Kemp et al. [30] estimated the liver NIC/COT concentration ratio at 0.52. In our study, respective concentration ratios ranged from 0.17 to 0.46. It may be speculated whether the higher ratio reported by Kempf et al. [30] is due to a rapid death or to a penetration of NIC through the skin during the postmortem phase from the patches or from a transient skin depot due to stratum corneum retention of the drug [32].

Urakawa et al. [33] observed concentrations of NIC and COT in liver specimens from ten habitual smokers ranging from 14 to 325 ng/g and from 260 to 1586 ng/g, respectively. These ranges are considerably broader than those observed in the present study (NIC 87–164 ng/g, COT 367–520 ng/g) whereas lung concentrations of NIC and COT as well as kidney concentrations of COT were comparable. However, kidney concentrations of NIC showed a broader span from 87 to 1075 ng/g in the present investigation as a result of the high NIC concentration seen in case no. 1. Likewise, the analytes’ concentrations except HCOT were highest in the kidney tissue of case no. 1 compared to case nos. 2–5. Concentration ranges of NIC and COT in the brain and muscle specimens also differed in both studies; currently, the small sample size does not allow further interpretation. To date, no reference data determined from human tissue are available for NNIC, NCOT, ABS, ATB, NNO, CNO, HCOT, and MYO.

The highest concentrations of NNIC and NCOT were present in the lungs, liver, and kidneys compared to the brain and muscle tissues.

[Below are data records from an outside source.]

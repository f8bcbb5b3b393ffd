// Copyright (c) AlphaVelocity.
// All rights reserved.
//
// This source code is licensed under the license found in the
// LICENSE file in the root directory of this source tree.

pub mod accounts;
pub mod cards;
pub mod config;
pub mod transactions;
pub mod reports;
pub mod exporter;
pub mod doctor;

Especially, NNIC could not be detected in the muscle tissue in four out of the five cases; its concentration was always lower in brain specimens (≤1.1 ng/g) compared to NCOT. NCOT as well as ATB and ABS could be identified in all tissue specimens obtained from case nos. 1–5 at about 10- to 30-fold higher concentrations of ABS compared to ATB. Mean elimination half-lives of ABS and ATB are 15.9 h and 9.6 h, respectively, thus explaining the present ABS findings to some extent [2]. However, ATB concentrations being 4- to 9-fold higher in all tobacco products investigated by Jacob et al. [2] is not in line with this observation.

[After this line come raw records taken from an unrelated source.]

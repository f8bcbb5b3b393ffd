// Copyright (c) 2025 Soumyadip Sarkar.
// All rights reserved.
//
// This source code is licensed under the license found in the
// LICENSE file in the root directory of this source tree.

use chrono::NaiveDate;
use pennywise::models::{
    Account, Card, PaymentMethod, Transaction, TransactionStatus, TransactionType,
};
use pennywise::state::AppState;
use pennywise::summary::{
    account_history, last_days, month_key, monthly_totals, next_month, overview, project_month,
};
use rust_decimal::Decimal;

fn d(s: &str) -> NaiveDate {
    NaiveDate::parse_from_str(s, "%Y-%m-%d").unwrap()
}

fn dec(s: &str) -> Decimal {
    Decimal::from_str_exact(s).unwrap()
}

fn tx(
    id: i64,
    kind: TransactionType,
    method: PaymentMethod,
    amount: &str,
    date: &str,
) -> Transaction {
    Transaction {
        id,
        user_id: "default".into(),
        description: format!("t{}", id),
        amount: dec(amount),
        r#type: kind,
        date: d(date),
        payment_method: method,
        account_id: if method == PaymentMethod::Debit { Some(1) } else { None },
        card_id: if method == PaymentMethod::Credit { Some(1) } else { None },
        installment_id: None,
        installment_num: None,
        status: if method == PaymentMethod::Credit {
            TransactionStatus::Pending
        } else {
            TransactionStatus::Paid
        },
    }
}

fn sample() -> Vec<Transaction> {
    use PaymentMethod::*;
    use TransactionType::*;
    vec![
        tx(1, Income, Debit, "3000", "2025-05-05"),
        tx(2, Expense, Debit, "1200", "2025-05-10"),
        tx(3, Expense, Credit, "150.50", "2025-05-20"),
        tx(4, Income, Debit, "3000", "2025-06-05"),
        tx(5, Expense, Credit, "99.90", "2025-06-07"),
        tx(6, Expense, Credit, "80", "2025-07-07"),
        tx(7, Expense, Debit, "1200", "2025-07-10"),
    ]
}

#[test]
fn month_keys_are_zero_padded() {
    assert_eq!(month_key(d("2025-03-09")), "2025-03");
    assert_eq!(next_month(d("2025-03-09")), "2025-04");
    assert_eq!(next_month(d("2025-12-31")), "2026-01");
}

#[test]
fn monthly_totals_are_chronological() {
    let m = monthly_totals(&sample());
    let keys: Vec<&String> = m.keys().collect();
    assert_eq!(keys, vec!["2025-05", "2025-06", "2025-07"]);
    let may = m["2025-05"];
    assert_eq!(may.income, dec("3000"));
    assert_eq!(may.expense, dec("1350.50"));
    assert_eq!(may.balance(), dec("1649.50"));
    assert_eq!(m["2025-07"].income, Decimal::ZERO);
}

#[test]
fn last_thirty_days_window_excludes_start() {
    let txs = sample();
    // window is (2025-06-06, 2025-07-06]
    let t = last_days(&txs, d("2025-07-06"), 30);
    assert_eq!(t.expense, dec("99.90"));
    assert_eq!(t.income, Decimal::ZERO);

    let t = last_days(&txs, d("2025-07-04"), 30);
    assert_eq!(t.income, dec("3000"));
    assert_eq!(t.expense, dec("99.90"));
}

#[test]
fn projection_splits_expenses_by_method() {
    let p = project_month(&sample(), "2025-07");
    assert_eq!(p.month, "2025-07");
    assert_eq!(p.credit_expense, dec("80"));
    assert_eq!(p.debit_expense, dec("1200"));
    assert_eq!(p.expense(), dec("1280"));
    assert_eq!(p.income, Decimal::ZERO);

    let empty = project_month(&sample(), "2026-01");
    assert!(empty.expense().is_zero());
}

#[test]
fn account_history_only_counts_linked_transactions() {
    let h = account_history(&sample(), 1);
    assert_eq!(h.len(), 3);
    assert_eq!(h["2025-05"].expense, dec("1200"));
    assert_eq!(h["2025-06"].expense, Decimal::ZERO);
    assert!(account_history(&sample(), 2).is_empty());
}

#[test]
fn overview_combines_accounts_cards_and_projection() {
    let state = AppState {
        user_id: "default".into(),
        accounts: vec![Account {
            id: 1,
            user_id: "default".into(),
            bank: "Itau".into(),
            balance: dec("2500"),
        }],
        cards: vec![Card {
            id: 1,
            user_id: "default".into(),
            bank: "Nubank".into(),
            limit: dec("2000"),
            available_limit: dec("1669.60"),
            closing_day: 1,
            due_day: 10,
        }],
        transactions: sample(),
    };
    let o = overview(&state, d("2025-06-20"));
    assert_eq!(o.month, "2025-06");
    assert_eq!(o.total_balance, dec("2500"));
    assert_eq!(o.month_totals.income, dec("3000"));
    assert_eq!(o.total_card_limit, dec("2000"));
    assert_eq!(o.total_card_available, dec("1669.60"));
    assert_eq!(o.next_month.month, "2025-07");
    assert_eq!(o.next_month.expense(), dec("1280"));
}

N-Oxide metabolites are commonly prone to degradation, especially by reduction to the parent compound. In vivo experiments led to detection of NNO in cat liver after intravenous administration of radiolabeled NIC [34]. Booth and Boyland [35] observed formation of NNO in liver, kidney, and brain samples incubated with NIC. However, tissue binding of NIC appears to depend on the particular species. Comparing rat, cat, and pigeon tissues, Leeds and Turner [36] observed a low binding capability of NIC to cat liver, but a higher one to rat kidney. With regard to the proven metabolization of NIC to NNO in mammalian tissues, negative findings of NNO and CNO in the present investigation are assumed to be due to degradation during the postmortem interval or during sample storage; freeze-thaw instability may have contributed to further degradation of N-oxides.

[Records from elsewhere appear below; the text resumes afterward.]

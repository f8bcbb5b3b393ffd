// Copyright (c) AlphaVelocity.
// All rights reserved.
//
// This source code is licensed under the license found in the
// LICENSE file in the root directory of this source tree.

use crate::installments::group_transactions;
use crate::models::LedgerEntry;
use crate::store;
use crate::utils::current_user;
use anyhow::{bail, Context, Result};
use rusqlite::Connection;
use serde_json::json;
use tracing::info;

pub fn handle(conn: &Connection, m: &clap::ArgMatches) -> Result<()> {
    match m.subcommand() {
        Some(("transactions", sub)) => export_transactions(conn, sub),
        _ => Ok(()),
    }
}

fn export_transactions(conn: &Connection, sub: &clap::ArgMatches) -> Result<()> {
    let fmt = sub.get_one::<String>("format").unwrap().trim().to_lowercase();
    let out = sub.get_one::<String>("out").unwrap();
    if fmt != "csv" && fmt != "json" {
        bail!("Unknown format: {} (use csv|json)", fmt);
    }

    let user = current_user(conn)?;
    let mut txs = store::list_transactions(conn, &user)?;
    txs.sort_by(|a, b| a.date.cmp(&b.date).then(a.id.cmp(&b.id)));
    let entries: Vec<LedgerEntry> = if sub.get_flag("grouped") {
        let mut grouped = group_transactions(&txs);
        grouped.reverse();
        grouped
    } else {
        txs.iter().map(LedgerEntry::from).collect()
    };

    match fmt.as_str() {
        "csv" => {
            let mut wtr =
                csv::Writer::from_path(out).with_context(|| format!("Create {}", out))?;
            wtr.write_record([
                "id",
                "date",
                "description",
                "type",
                "payment_method",
                "amount",
                "status",
                "account_id",
                "card_id",
                "installment_id",
                "installment_num",
                "installments",
            ])?;
            for e in &entries {
                wtr.write_record([
                    e.key.to_string(),
                    e.date.to_string(),
                    e.description.clone(),
                    e.r#type.to_string(),
                    e.payment_method.to_string(),
                    e.amount.to_string(),
                    e.status.to_string(),
                    e.account_id.map(|v| v.to_string()).unwrap_or_default(),
                    e.card_id.map(|v| v.to_string()).unwrap_or_default(),
                    e.installment_id.clone().unwrap_or_default(),
                    e.installment_num.map(|v| v.to_string()).unwrap_or_default(),
                    e.installments.to_string(),
                ])?;
            }
            wtr.flush()?;
        }
        _ => {
            let items: Vec<_> = entries
                .iter()
                .map(|e| {
                    json!({
                        "id": e.key.to_string(),
                        "date": e.date,
                        "description": e.description,
                        "type": e.r#type,
                        "payment_method": e.payment_method,
                        "amount": e.amount.to_string(),
                        "status": e.status,
                        "account_id": e.account_id,
                        "card_id": e.card_id,
                        "installment_id": e.installment_id,
                        "installment_num": e.installment_num,
                        "installments": e.installments,
                    })
                })
                .collect();
            std::fs::write(out, serde_json::to_string_pretty(&items)?)
                .with_context(|| format!("Write {}", out))?;
        }
    }
    info!(path = %out, count = entries.len(), "exported transactions");
    println!("Exported {} transactions to {}", entries.len(), out);
    Ok(())
}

MYO was not detectable in any of the investigated tissue samples, which suggests still lowering its LLOD. Schutte-Borkovec [37] found quite low mean MYO concentrations of 0.155 ng/mL and 0.296 ng/mL in plasma of nonsmokers and smokers, respectively. Due to the freeze-thaw instability of some analytes, inter-day precision experiments can only be promising using freshly prepared QC controls. In addition, including phase II metabolites in further investigations will provide additional information on their distribution in human specimens.

Conclusion

For all analytes except MYO, an assay combining efficient extraction with sensitive and selective quantifications has been established in a small amount of tissue homogenate with a high coverage of genuine tobacco alkaloids and major phase I metabolites as well as an unambiguous LC separation of isobaric analyte pairs. Freeze-thaw instability of some analytes has still to be followed up as well as advanced stability experiments in human tissues.

Comparing blood, urine, and hair data to advanced tissue data in a future study may be helpful to classify the latter ones for forensic case work. Such information will also enable to answer requests of insurance companies as indicated in the introduction when only tissue specimens are available.